WHAT IS NEEDED:
Every line of the listing that follows must be written out unchanged.

RECORDED DATA:
....................

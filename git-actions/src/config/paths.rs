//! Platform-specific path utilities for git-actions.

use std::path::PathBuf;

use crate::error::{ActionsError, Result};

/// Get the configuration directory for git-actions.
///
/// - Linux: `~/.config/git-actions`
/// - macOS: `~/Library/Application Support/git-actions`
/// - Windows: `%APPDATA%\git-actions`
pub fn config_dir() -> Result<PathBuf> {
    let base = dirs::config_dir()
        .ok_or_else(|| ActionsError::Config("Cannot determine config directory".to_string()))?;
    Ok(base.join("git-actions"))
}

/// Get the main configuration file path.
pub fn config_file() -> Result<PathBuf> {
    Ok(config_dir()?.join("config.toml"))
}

....................

SOLVED EXERCISE:
filename git-actions/src/config/paths.rs
//! Platform-specific path utilities for git-actions.

use std::path::PathBuf;

use crate::error::{ActionsError, Result};

/// Get the configuration directory for git-actions.
///
/// - Linux: `~/.config/git-actions`
/// - macOS: `~/Library/Application Support/git-actions`
/// - Windows: `%APPDATA%\git-actions`
pub fn config_dir() -> Result<PathBuf> {
    let base = dirs::config_dir()
        .ok_or_else(|| ActionsError::Config("Cannot determine config directory".to_string()))?;
    Ok(base.join("git-actions"))
}

/// Get the main configuration file path.
pub fn config_file() -> Result<PathBuf> {
    Ok(config_dir()?.join("config.toml"))
}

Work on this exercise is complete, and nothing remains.